In due time, it undoubtedly will. For now, though, the only clear fact is that investors still haven't figured out whether we've seen the final lows for the bear market that began -- in earnest, anyway -- last October. The extreme volatility of the past few weeks is a sign of ignorance, not conviction.
Like most other market players, I welcome the drop in energy prices since mid-July, and the simultaneous rebound in financial stocks. I hope the pattern will continue.
However, I also recognize that if too many investors are wishing for the same thing, it's unlikely to happen -- at least not in the time frame most folks are expecting.
It troubles me, for example, that options traders rushed to buy calls as soon as the stock market indexes bounced off their July lows. Yesterday's session brought the heaviest call buying of 2008 on the Chicago Board Options Exchange.

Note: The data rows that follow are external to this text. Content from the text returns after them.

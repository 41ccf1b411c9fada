//! Distribution validation, normalization and top-K ranking.

use std::cmp::Ordering;

use foresight_core::constants::CATEGORY_COUNT;
use foresight_core::errors::ClassifierError;
use foresight_core::models::BehaviorCategory;
use foresight_core::Prediction;

/// Numerically stable softmax.
pub fn softmax(logits: &[f64; CATEGORY_COUNT]) -> [f64; CATEGORY_COUNT] {
    let max = logits.iter().copied().fold(f64::NEG_INFINITY, f64::max);
    let mut out = [0.0; CATEGORY_COUNT];
    let mut sum = 0.0;
    for (slot, logit) in out.iter_mut().zip(logits) {
        *slot = (logit - max).exp();
        sum += *slot;
    }
    for slot in &mut out {
        *slot /= sum;
    }
    out
}

/// Reject non-finite or negative entries and rescale to sum to 1.
pub fn normalize(raw: [f64; CATEGORY_COUNT]) -> Result<[f64; CATEGORY_COUNT], ClassifierError> {
    if let Some(bad) = raw.iter().find(|p| !p.is_finite() || **p < 0.0) {
        return Err(ClassifierError::InvalidDistribution {
            reason: format!("entry {bad} is not a finite non-negative number"),
        });
    }
    let sum: f64 = raw.iter().sum();
    if !sum.is_finite() || sum <= 0.0 {
        return Err(ClassifierError::InvalidDistribution {
            reason: format!("distribution sums to {sum}"),
        });
    }
    Ok(raw.map(|p| p / sum))
}

/// The `k` most probable categories, descending, ties by category index.
pub fn top_k(distribution: &[f64; CATEGORY_COUNT], k: usize) -> Vec<Prediction> {
    let mut ranked: Vec<Prediction> = BehaviorCategory::ALL
        .iter()
        .map(|category| Prediction::new(*category, distribution[category.index()]))
        .collect();
    ranked.sort_by(|a, b| {
        b.probability
            .partial_cmp(&a.probability)
            .unwrap_or(Ordering::Equal)
            .then_with(|| a.category.index().cmp(&b.category.index()))
    });
    ranked.truncate(k);
    ranked
}

#[cfg(test)]
mod tests {
    use super::*;

    #[test]
    fn ties_break_by_category_index() {
        let ranked = top_k(&[0.125; CATEGORY_COUNT], 3);
        let categories: Vec<_> = ranked.iter().map(|p| p.category).collect();
        assert_eq!(
            categories,
            vec![
                BehaviorCategory::Navigation,
                BehaviorCategory::Search,
                BehaviorCategory::Details
            ]
        );
    }

    #[test]
    fn ranking_is_descending() {
        let dist = [0.05, 0.1, 0.05, 0.3, 0.05, 0.2, 0.05, 0.2];
        let ranked = top_k(&dist, 3);
        assert_eq!(ranked[0].category, BehaviorCategory::Contact);
        assert_eq!(ranked[1].category, BehaviorCategory::Form);
        assert_eq!(ranked[2].category, BehaviorCategory::Exit);
    }

    #[test]
    fn normalize_rescales() {
        let normalized = normalize([2.0; CATEGORY_COUNT]).unwrap();
        assert!((normalized.iter().sum::<f64>() - 1.0).abs() < 1e-12);
    }

    #[test]
    fn normalize_rejects_bad_entries() {
        let mut raw = [0.1; CATEGORY_COUNT];
        raw[4] = f64::NAN;
        assert!(normalize(raw).is_err());
        raw[4] = -0.1;
        assert!(normalize(raw).is_err());
        assert!(normalize([0.0; CATEGORY_COUNT]).is_err());
    }

    #[test]
    fn softmax_of_equal_logits_is_uniform() {
        let out = softmax(&[3.0; CATEGORY_COUNT]);
        assert!(out.iter().all(|p| (p - 0.125).abs() < 1e-12));
    }
}
use foresight_core::config::SchedulerConfig;
use foresight_core::models::{AccuracyMetric, ElementRect, LinkElement, PageSnapshot};
use foresight_core::{ActionStatus, BehaviorCategory, Prediction};
use foresight_scheduler::eagerness::eagerness_for;
use foresight_scheduler::{ActionRegistry, SpeculativeScheduler};
use proptest::prelude::*;

fn page(link_count: usize) -> PageSnapshot {
    PageSnapshot {
        viewport_width: 1024.0,
        viewport_height: 768.0,
        links: (0..link_count)
            .map(|i| LinkElement {
                href: format!("/page/{i}"),
                same_origin: true,
                in_nav: true,
                recently_hovered: i % 2 == 0,
                rect: ElementRect::new(0.0, 0.0, 40.0, 20.0),
            })
            .collect(),
        has_search_elements: true,
        ..PageSnapshot::default()
    }
}

fn prediction() -> impl Strategy<Value = Prediction> {
    (0usize..8, 0.0f64..=1.0).prop_map(|(i, p)| {
        Prediction::new(BehaviorCategory::from_index(i).unwrap_or(BehaviorCategory::Exit), p)
    })
}

proptest! {
    #[test]
    fn at_most_one_live_action_per_key(
        cycles in prop::collection::vec(prop::collection::vec(prediction(), 0..4), 1..8),
        links in 0usize..6,
    ) {
        let scheduler = SpeculativeScheduler::new(SchedulerConfig::default(), ActionRegistry::new());
        let page = page(links);
        let mut created = 0;
        for (i, predictions) in cycles.iter().enumerate() {
            created += scheduler
                .schedule(predictions, &page, &AccuracyMetric::new(), i as u64 * 100)
                .len();
        }
        let registry = scheduler.registry();
        prop_assert_eq!(created, registry.len());
        prop_assert_eq!(registry.live_count(), registry.count_with_status(ActionStatus::Queued));
    }

    #[test]
    fn eagerness_is_monotonic(a in 0.0f64..=1.0, b in 0.0f64..=1.0) {
        let config = SchedulerConfig::default();
        let (lo, hi) = if a <= b { (a, b) } else { (b, a) };
        prop_assert!(eagerness_for(lo, &config) <= eagerness_for(hi, &config));
    }

    #[test]
    fn created_actions_clear_the_threshold(predictions in prop::collection::vec(prediction(), 0..8)) {
        let scheduler = SpeculativeScheduler::new(SchedulerConfig::default(), ActionRegistry::new());
        let accuracy = AccuracyMetric::new();
        let threshold = scheduler.threshold(&accuracy);
        for action in scheduler.schedule(&predictions, &page(3), &accuracy, 0) {
            prop_assert!(action.confidence > threshold);
        }
    }
}
use std::collections::HashMap;
use std::sync::Mutex;

use async_trait::async_trait;
use chrono::Utc;
use uuid::Uuid;

use super::UserStore;
use crate::errors::AppError;
use crate::models::subscription::{NewUserSubscription, Tier, UserSubscriptionRow};

/// A call observed by [`InMemoryUserStore`], in arrival order.
#[derive(Debug, Clone, PartialEq, Eq)]
pub enum StoreCall {
    CreateUserSubscription(NewUserSubscription),
    DeleteUser(String),
}

/// Records every call and keeps subscriptions in a map.
#[derive(Default)]
pub struct InMemoryUserStore {
    subscriptions: Mutex<HashMap<String, Tier>>,
    calls: Mutex<Vec<StoreCall>>,
    fail: bool,
}

impl InMemoryUserStore {
    pub fn new() -> Self {
        Self::default()
    }

    /// A store whose every call fails with a database error.
    pub fn failing() -> Self {
        Self {
            fail: true,
            ..Self::default()
        }
    }

    pub fn calls(&self) -> Vec<StoreCall> {
        self.calls.lock().unwrap().clone()
    }

    pub fn tier_of(&self, clerk_user_id: &str) -> Option<Tier> {
        self.subscriptions.lock().unwrap().get(clerk_user_id).copied()
    }

    fn record(&self, call: StoreCall) -> Result<(), AppError> {
        self.calls.lock().unwrap().push(call);
        if self.fail {
            return Err(AppError::Database(sqlx::Error::PoolTimedOut));
        }
        Ok(())
    }
}

#[async_trait]
impl UserStore for InMemoryUserStore {
    async fn create_user_subscription(
        &self,
        subscription: NewUserSubscription,
    ) -> Result<Option<UserSubscriptionRow>, AppError> {
        self.record(StoreCall::CreateUserSubscription(subscription.clone()))?;

        let mut subscriptions = self.subscriptions.lock().unwrap();
        if subscriptions.contains_key(&subscription.clerk_user_id) {
            return Ok(None);
        }
        subscriptions.insert(subscription.clerk_user_id.clone(), subscription.tier);

        let now = Utc::now();
        Ok(Some(UserSubscriptionRow {
            id: Uuid::new_v4(),
            clerk_user_id: subscription.clerk_user_id,
            tier: subscription.tier.to_string(),
            created_at: now,
            updated_at: now,
        }))
    }

    async fn delete_user(&self, clerk_user_id: &str) -> Result<(), AppError> {
        self.record(StoreCall::DeleteUser(clerk_user_id.to_string()))?;
        self.subscriptions.lock().unwrap().remove(clerk_user_id);
        Ok(())
    }
}

#[cfg(test)]
mod tests {
    use super::*;

    #[tokio::test]
    async fn test_create_is_idempotent() {
        let store = InMemoryUserStore::new();

        let first = store
            .create_user_subscription(NewUserSubscription::free("user_1"))
            .await
            .unwrap();
        let second = store
            .create_user_subscription(NewUserSubscription::free("user_1"))
            .await
            .unwrap();

        assert_eq!(first.map(|row| row.tier), Some("Free".to_string()));
        assert!(second.is_none());
        assert_eq!(store.calls().len(), 2);
    }

    #[tokio::test]
    async fn test_delete_removes_subscription() {
        let store = InMemoryUserStore::new();
        store
            .create_user_subscription(NewUserSubscription::free("user_1"))
            .await
            .unwrap();

        store.delete_user("user_1").await.unwrap();
        store.delete_user("user_unknown").await.unwrap();

        assert_eq!(store.tier_of("user_1"), None);
    }

    #[tokio::test]
    async fn test_failing_store_still_records() {
        let store = InMemoryUserStore::failing();
        let result = store.delete_user("user_1").await;

        assert!(matches!(result, Err(AppError::Database(_))));
        assert_eq!(store.calls(), vec![StoreCall::DeleteUser("user_1".to_string())]);
    }
}
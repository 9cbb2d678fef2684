use anyhow::{Context, Result};

use crate::webhooks::signature::DEFAULT_TOLERANCE_SECS;

/// Application configuration loaded from environment variables.
/// Startup fails if required variables are missing.
#[derive(Clone)]
pub struct Config {
    pub database_url: String,
    pub database_max_connections: u32,
    pub clerk_webhook_secret: String,
    pub webhook_tolerance_secs: u64,
    pub port: u16,
    pub rust_log: String,
}

impl Config {
    pub fn from_env() -> Result<Self> {
        dotenvy::dotenv().ok(); // load .env if present; ignore if missing

        Ok(Config {
            database_url: require_env("DATABASE_URL")?,
            database_max_connections: optional_env("DATABASE_MAX_CONNECTIONS", 10)?,
            clerk_webhook_secret: require_env("CLERK_WEBHOOK_SECRET")?,
            webhook_tolerance_secs: optional_env("WEBHOOK_TOLERANCE_SECS", DEFAULT_TOLERANCE_SECS)?,
            port: optional_env("PORT", 8080)?,
            rust_log: std::env::var("RUST_LOG").unwrap_or_else(|_| "info".to_string()),
        })
    }
}

// Secrets stay out of logs.
impl std::fmt::Debug for Config {
    fn fmt(&self, f: &mut std::fmt::Formatter<'_>) -> std::fmt::Result {
        f.debug_struct("Config")
            .field("database_max_connections", &self.database_max_connections)
            .field("webhook_tolerance_secs", &self.webhook_tolerance_secs)
            .field("port", &self.port)
            .field("rust_log", &self.rust_log)
            .finish_non_exhaustive()
    }
}

fn require_env(key: &str) -> Result<String> {
    std::env::var(key).with_context(|| format!("Required environment variable '{key}' is not set"))
}

fn optional_env<T>(key: &str, default: T) -> Result<T>
where
    T: std::str::FromStr,
    T::Err: std::error::Error + Send + Sync + 'static,
{
    match std::env::var(key) {
        Ok(value) => value
            .parse::<T>()
            .with_context(|| format!("{key} has an invalid value '{value}'")),
        Err(_) => Ok(default),
    }
}
use axum::{
    http::StatusCode,
    response::{IntoResponse, Response},
    Json,
};
use serde_json::json;
use thiserror::Error;

use crate::webhooks::events::EventError;
use crate::webhooks::signature::SignatureError;

/// Application-level error type.
/// Implements `IntoResponse` so Axum handlers can return `Result<T, AppError>`.
///
/// Webhook rejections answer in plain text, which is what the sender logs in
/// its delivery dashboard. Everything else uses the JSON error envelope.
#[derive(Debug, Error)]
pub enum AppError {
    #[error("Missing svix headers")]
    MissingWebhookHeaders,

    #[error("Webhook verification failed: {0}")]
    WebhookVerification(#[from] SignatureError),

    #[error("Webhook payload rejected: {0}")]
    WebhookPayload(#[from] EventError),

    #[error("Database error: {0}")]
    Database(#[from] sqlx::Error),
}

impl IntoResponse for AppError {
    fn into_response(self) -> Response {
        let (status, code, message) = match &self {
            AppError::MissingWebhookHeaders => {
                tracing::warn!("Webhook rejected: missing svix headers");
                return (StatusCode::BAD_REQUEST, "Error occured -- no svix headers").into_response();
            }
            AppError::WebhookVerification(e) => {
                tracing::error!("Error verifying webhook: {e}");
                return (StatusCode::BAD_REQUEST, "Error occured").into_response();
            }
            AppError::WebhookPayload(e) => {
                tracing::error!("Error verifying webhook: {e}");
                return (StatusCode::BAD_REQUEST, "Error occured").into_response();
            }
            AppError::Database(e) => {
                tracing::error!("Database error: {e}");
                (
                    StatusCode::INTERNAL_SERVER_ERROR,
                    "DATABASE_ERROR",
                    "A database error occurred".to_string(),
                )
            }
        };

        let body = Json(json!({
            "error": {
                "code": code,
                "message": message
            }
        }));

        (status, body).into_response()
    }
}
use axum::{extract::State, http::HeaderMap};
use bytes::Bytes;
use tracing::{debug, info};

use crate::errors::AppError;
use crate::models::subscription::NewUserSubscription;
use crate::state::AppState;
use crate::webhooks::events::ClerkEvent;
use crate::webhooks::signature::WebhookHeaders;

/// POST /api/webhooks/clerk
///
/// The body is taken as raw bytes: the signature covers the exact bytes sent.
pub async fn handle_clerk_webhook(
    State(state): State<AppState>,
    headers: HeaderMap,
    body: Bytes,
) -> Result<&'static str, AppError> {
    let headers =
        WebhookHeaders::from_header_map(&headers).ok_or(AppError::MissingWebhookHeaders)?;

    state.verifier.verify(&headers, &body)?;
    let event = ClerkEvent::from_slice(&body)?;

    info!(
        svix_id = %headers.id,
        event_type = event.event_type(),
        "Received Clerk webhook"
    );

    match event {
        ClerkEvent::UserCreated { id } => {
            let created = state
                .store
                .create_user_subscription(NewUserSubscription::free(&id))
                .await?;
            match created {
                Some(row) => info!(clerk_user_id = %id, tier = %row.tier, "Created user subscription"),
                None => info!(clerk_user_id = %id, "User subscription already exists"),
            }
        }
        ClerkEvent::UserDeleted { id: Some(id) } => {
            state.store.delete_user(&id).await?;
        }
        ClerkEvent::UserDeleted { id: None } => {
            debug!("user.deleted event without a user id, nothing to delete");
        }
        ClerkEvent::Unhandled { event_type } => {
            debug!(event_type = %event_type, "Ignoring unhandled webhook event");
        }
    }

    Ok("Webhook received")
}
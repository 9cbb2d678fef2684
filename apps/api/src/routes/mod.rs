pub mod health;

use axum::{
    routing::{get, post},
    Router,
};

use crate::state::AppState;
use crate::webhooks::handlers;

pub fn build_router(state: AppState) -> Router {
    Router::new()
        .route("/health", get(health::health_handler))
        .route("/api/webhooks/clerk", post(handlers::handle_clerk_webhook))
        .with_state(state)
}
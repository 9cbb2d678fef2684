//! User persistence: the two mutations the webhook endpoint drives.
//!
//! `AppState` holds an `Arc<dyn UserStore>`; production wires in `PgUserStore`,
//! tests swap in the in-memory store.

#[cfg(test)]
pub mod memory;

use async_trait::async_trait;
use sqlx::PgPool;
use tracing::info;

use crate::errors::AppError;
use crate::models::subscription::{NewUserSubscription, UserSubscriptionRow};

#[async_trait]
pub trait UserStore: Send + Sync {
    /// Creates the subscription for a new user.
    ///
    /// Returns `None` when a subscription for that user already exists, which
    /// happens when the provider redelivers the same event.
    async fn create_user_subscription(
        &self,
        subscription: NewUserSubscription,
    ) -> Result<Option<UserSubscriptionRow>, AppError>;

    /// Removes everything stored for the user. Unknown ids are a no-op.
    async fn delete_user(&self, clerk_user_id: &str) -> Result<(), AppError>;
}

#[derive(Clone)]
pub struct PgUserStore {
    pool: PgPool,
}

impl PgUserStore {
    pub fn new(pool: PgPool) -> Self {
        Self { pool }
    }
}

#[async_trait]
impl UserStore for PgUserStore {
    async fn create_user_subscription(
        &self,
        subscription: NewUserSubscription,
    ) -> Result<Option<UserSubscriptionRow>, AppError> {
        let row: Option<UserSubscriptionRow> = sqlx::query_as(
            r#"
            INSERT INTO user_subscriptions (clerk_user_id, tier)
            VALUES ($1, $2)
            ON CONFLICT (clerk_user_id) DO NOTHING
            RETURNING id, clerk_user_id, tier, created_at, updated_at
            "#,
        )
        .bind(&subscription.clerk_user_id)
        .bind(subscription.tier.as_str())
        .fetch_optional(&self.pool)
        .await?;

        Ok(row)
    }

    async fn delete_user(&self, clerk_user_id: &str) -> Result<(), AppError> {
        let deleted = sqlx::query("DELETE FROM user_subscriptions WHERE clerk_user_id = $1")
            .bind(clerk_user_id)
            .execute(&self.pool)
            .await?
            .rows_affected();

        info!(clerk_user_id, deleted, "Deleted user records");
        Ok(())
    }
}
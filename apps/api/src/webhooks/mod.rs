//! Clerk webhook ingestion.
//!
//! A delivery is accepted only after its Svix signature checks out; the event
//! is then decoded and applied to the user store.

pub mod events;
pub mod handlers;
pub mod signature;
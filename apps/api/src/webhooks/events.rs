use serde::Deserialize;
use serde_json::Value;
use thiserror::Error;

pub const USER_CREATED: &str = "user.created";
pub const USER_DELETED: &str = "user.deleted";

#[derive(Debug, Error)]
pub enum EventError {
    #[error("malformed webhook payload: {0}")]
    Malformed(#[from] serde_json::Error),
}

/// Envelope shared by every Clerk event. Only `type` and `data` are read.
#[derive(Debug, Deserialize)]
struct RawEvent {
    #[serde(rename = "type")]
    event_type: String,
    #[serde(default)]
    data: Value,
}

#[derive(Debug, Deserialize)]
struct UserCreatedData {
    id: String,
}

#[derive(Debug, Default, Deserialize)]
struct UserDeletedData {
    #[serde(default)]
    id: Option<String>,
}

/// A verified Clerk event, narrowed to the types this service acts on.
#[derive(Debug, Clone, PartialEq, Eq)]
pub enum ClerkEvent {
    UserCreated { id: String },
    /// Clerk may omit the id on deletion payloads.
    UserDeleted { id: Option<String> },
    Unhandled { event_type: String },
}

impl ClerkEvent {
    pub fn from_slice(body: &[u8]) -> Result<Self, EventError> {
        let raw: RawEvent = serde_json::from_slice(body)?;

        let event = match raw.event_type.as_str() {
            USER_CREATED => {
                let data: UserCreatedData = serde_json::from_value(raw.data)?;
                ClerkEvent::UserCreated { id: data.id }
            }
            USER_DELETED => {
                let data: UserDeletedData = if raw.data.is_null() {
                    UserDeletedData::default()
                } else {
                    serde_json::from_value(raw.data)?
                };
                ClerkEvent::UserDeleted { id: data.id }
            }
            _ => ClerkEvent::Unhandled {
                event_type: raw.event_type,
            },
        };

        Ok(event)
    }

    pub fn event_type(&self) -> &str {
        match self {
            ClerkEvent::UserCreated { .. } => USER_CREATED,
            ClerkEvent::UserDeleted { .. } => USER_DELETED,
            ClerkEvent::Unhandled { event_type } => event_type,
        }
    }
}
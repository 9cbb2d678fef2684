use std::fmt;

use chrono::{DateTime, Utc};
use serde::{Deserialize, Serialize};
use sqlx::FromRow;
use uuid::Uuid;

/// Subscription tier. Stored in `user_subscriptions.tier` as its display name.
#[derive(Debug, Clone, Copy, Default, PartialEq, Eq, Hash, Serialize, Deserialize)]
pub enum Tier {
    #[default]
    Free,
    Basic,
    Standard,
    Premium,
}

impl Tier {
    pub fn as_str(&self) -> &'static str {
        match self {
            Tier::Free => "Free",
            Tier::Basic => "Basic",
            Tier::Standard => "Standard",
            Tier::Premium => "Premium",
        }
    }
}

impl fmt::Display for Tier {
    fn fmt(&self, f: &mut fmt::Formatter<'_>) -> fmt::Result {
        f.write_str(self.as_str())
    }
}

#[derive(Debug, Clone, PartialEq, Eq)]
pub struct NewUserSubscription {
    pub clerk_user_id: String,
    pub tier: Tier,
}

impl NewUserSubscription {
    /// Subscription handed to every newly registered user.
    pub fn free(clerk_user_id: impl Into<String>) -> Self {
        Self {
            clerk_user_id: clerk_user_id.into(),
            tier: Tier::Free,
        }
    }
}

#[derive(Debug, Clone, Serialize, Deserialize, FromRow)]
pub struct UserSubscriptionRow {
    pub id: Uuid,
    pub clerk_user_id: String,
    pub tier: String,
    pub created_at: DateTime<Utc>,
    pub updated_at: DateTime<Utc>,
}
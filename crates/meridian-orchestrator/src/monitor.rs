use meridian_core::{AgentResult, AgentRole, TaskId};
use serde::{Deserialize, Serialize};
use std::collections::HashMap;
use std::sync::Arc;
use tokio::sync::RwLock;

/// Per-role execution counters.
///
/// `tasks_succeeded + errors` never exceeds `tasks_started`; tasks failed
/// before dispatch are counted in `unscheduled` only.
#[derive(Debug, Clone, Default, PartialEq, Serialize, Deserialize)]
pub struct RoleMetrics {
    pub tasks_started: u64,
    pub tasks_succeeded: u64,
    pub errors: u64,
    /// Tasks failed without running, for a missing dependency or a cycle.
    #[serde(default)]
    pub unscheduled: u64,
    pub duration_ms: u64,
}

/// Live state of one role.
#[derive(Debug, Clone, Serialize, Deserialize)]
pub struct RoleState {
    pub role: AgentRole,
    /// Tasks of this role currently in flight.
    pub active_tasks: Vec<TaskId>,
    pub metrics: RoleMetrics,
}

/// Tracks state and metrics for every agent role.
pub struct AgentMonitor {
    states: Arc<RwLock<HashMap<AgentRole, RoleState>>>,
}

impl AgentMonitor {
    pub fn new() -> Self {
        let states = AgentRole::ALL
            .iter()
            .map(|&role| {
                (
                    role,
                    RoleState {
                        role,
                        active_tasks: Vec::new(),
                        metrics: RoleMetrics::default(),
                    },
                )
            })
            .collect();
        Self {
            states: Arc::new(RwLock::new(states)),
        }
    }

    /// Mark a task of `role` as in flight.
    pub async fn start_task(&self, role: AgentRole, task_id: &str) {
        let mut states = self.states.write().await;
        if let Some(state) = states.get_mut(&role) {
            state.active_tasks.push(task_id.to_string());
            state.metrics.tasks_started += 1;
        }
    }

    /// Count a task that was failed without ever being started.
    pub async fn record_unscheduled(&self, result: &AgentResult) {
        let mut states = self.states.write().await;
        if let Some(state) = states.get_mut(&result.role) {
            state.metrics.unscheduled += 1;
        }
    }

    /// Record the single result of a task.
    pub async fn finish_task(&self, result: &AgentResult) {
        let mut states = self.states.write().await;
        if let Some(state) = states.get_mut(&result.role) {
            state.active_tasks.retain(|id| id != &result.task_id);
            state.metrics.duration_ms += result.execution_time.as_millis() as u64;
            if result.success {
                state.metrics.tasks_succeeded += 1;
            } else {
                state.metrics.errors += 1;
            }
        }
    }

    /// Snapshot of all roles, in role order.
    pub async fn snapshot(&self) -> Vec<RoleState> {
        let states = self.states.read().await;
        AgentRole::ALL
            .iter()
            .filter_map(|role| states.get(role).cloned())
            .collect()
    }

    pub async fn get_state(&self, role: AgentRole) -> Option<RoleState> {
        let states = self.states.read().await;
        states.get(&role).cloned()
    }

    /// Sum of all role metrics.
    pub async fn aggregate_metrics(&self) -> RoleMetrics {
        let states = self.states.read().await;
        let mut total = RoleMetrics::default();
        for state in states.values() {
            total.tasks_started += state.metrics.tasks_started;
            total.tasks_succeeded += state.metrics.tasks_succeeded;
            total.errors += state.metrics.errors;
            total.unscheduled += state.metrics.unscheduled;
            total.duration_ms += state.metrics.duration_ms;
        }
        total
    }

    pub async fn to_json(&self) -> serde_json::Value {
        let states = self.snapshot().await;
        let aggregate = self.aggregate_metrics().await;
        serde_json::json!({
            "roles": states,
            "aggregate": aggregate,
        })
    }
}

impl Default for AgentMonitor {
    fn default() -> Self {
        Self::new()
    }
}
//! Core types and error definitions for the Meridian engine.
//!
//! This crate provides the foundational types shared across all Meridian crates:
//! the error taxonomy, the task/result data model, the thought arena used by
//! reasoning chains, and the contracts of the external collaborators the engine
//! consumes (inference, retrieval, experience recording).
//!
//! # Main types
//!
//! - [`MeridianError`] — Unified error enum for all Meridian subsystems.
//! - [`MeridianResult`] — Convenience alias for `Result<T, MeridianError>`.
//! - [`AgentTask`] / [`AgentResult`] — Unit of work and its single outcome.
//! - [`Thought`] / [`ThoughtArena`] / [`ReasoningChain`] — Auditable reasoning artifacts.
//! - [`ParseOutcome`] — Explicit result of parsing a model reply.
//! - [`CapabilityRegistry`] — Optional subsystems enabled for a supervisor.
//! - [`AdmissionLimiter`] — Bounded concurrency for fan-out calls.
//! - [`InferenceProvider`], [`RetrievalProvider`], [`ExperienceStore`] — Collaborator traits.

/// Generated answers and the source chunks they cite.
pub mod answer;
/// Optional-subsystem flags.
pub mod capabilities;
/// Error taxonomy.
pub mod error;
/// Bounded admission for fan-out work.
pub mod limiter;
/// Parsing of free-form model replies.
pub mod parse;
/// Contracts of external collaborators.
pub mod provider;
/// Agent tasks and results.
pub mod task;
/// Thoughts, the thought arena and reasoning chains.
pub mod thought;

/// Serde adapter storing a [`std::time::Duration`] as integer milliseconds.
pub mod serde_millis {
    use serde::{Deserialize, Deserializer, Serializer};
    use std::time::Duration;

    /// Serialize as milliseconds.
    pub fn serialize<S: Serializer>(d: &Duration, s: S) -> Result<S::Ok, S::Error> {
        s.serialize_u64(d.as_millis() as u64)
    }

    /// Deserialize from milliseconds.
    pub fn deserialize<'de, D: Deserializer<'de>>(d: D) -> Result<Duration, D::Error> {
        Ok(Duration::from_millis(u64::deserialize(d)?))
    }
}

pub use answer::{render_sources, RagAnswer, SourceChunk};
pub use capabilities::CapabilityRegistry;
pub use error::{MeridianError, MeridianResult};
pub use limiter::{AdmissionLimiter, DEFAULT_ADMISSION_LIMIT};
pub use parse::{extract_score, ParseOutcome};
pub use provider::{
    ExperienceEvent, ExperienceStore, InferenceProvider, InvokeParams, RetrievalContext,
    RetrievalProvider,
};
pub use task::{AgentResult, AgentRole, AgentTask, TaskId};
pub use thought::{
    chain_confidence, ReasoningChain, ReasoningPattern, Thought, ThoughtArena, ThoughtType,
};

/// Clamp a score into the unit interval, mapping NaN to 0.
pub fn clamp_unit(value: f64) -> f64 {
    if value.is_nan() {
        0.0
    } else {
        value.clamp(0.0, 1.0)
    }
}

To me, that smacks of "jumping the gun." The same eagerness to put the Big Bad Bear out of mind is very much evident on financial TV (for those hardy masochists who still tune in).
As I've told my Profitable Investing subscribers, I'm willing to turn out-and-out bullish if the market gives us even a few unmistakable signs of strength. A 9:1 upside volume day would certainly help.
To date, however, proof of a real turnaround has been lacking. So we must proceed cautiously on the assumption that a final market bottom is still waiting somewhere off in the distance -- perhaps later this month, perhaps in September or October.
The best buy right now is a "green" utility I've recommended to my subscribers. The company reported solid earnings last week, but the stock has dropped because the Street shortsightedly reasons that lower oil and gas prices will lessen the need for alternative energy sources.
Don't believe it. Fossil-fuel prices will snap back sooner or later, and when they do, investors will again clamor to own a piece this utility's business. The stock is a bargain in the alternative-energy space.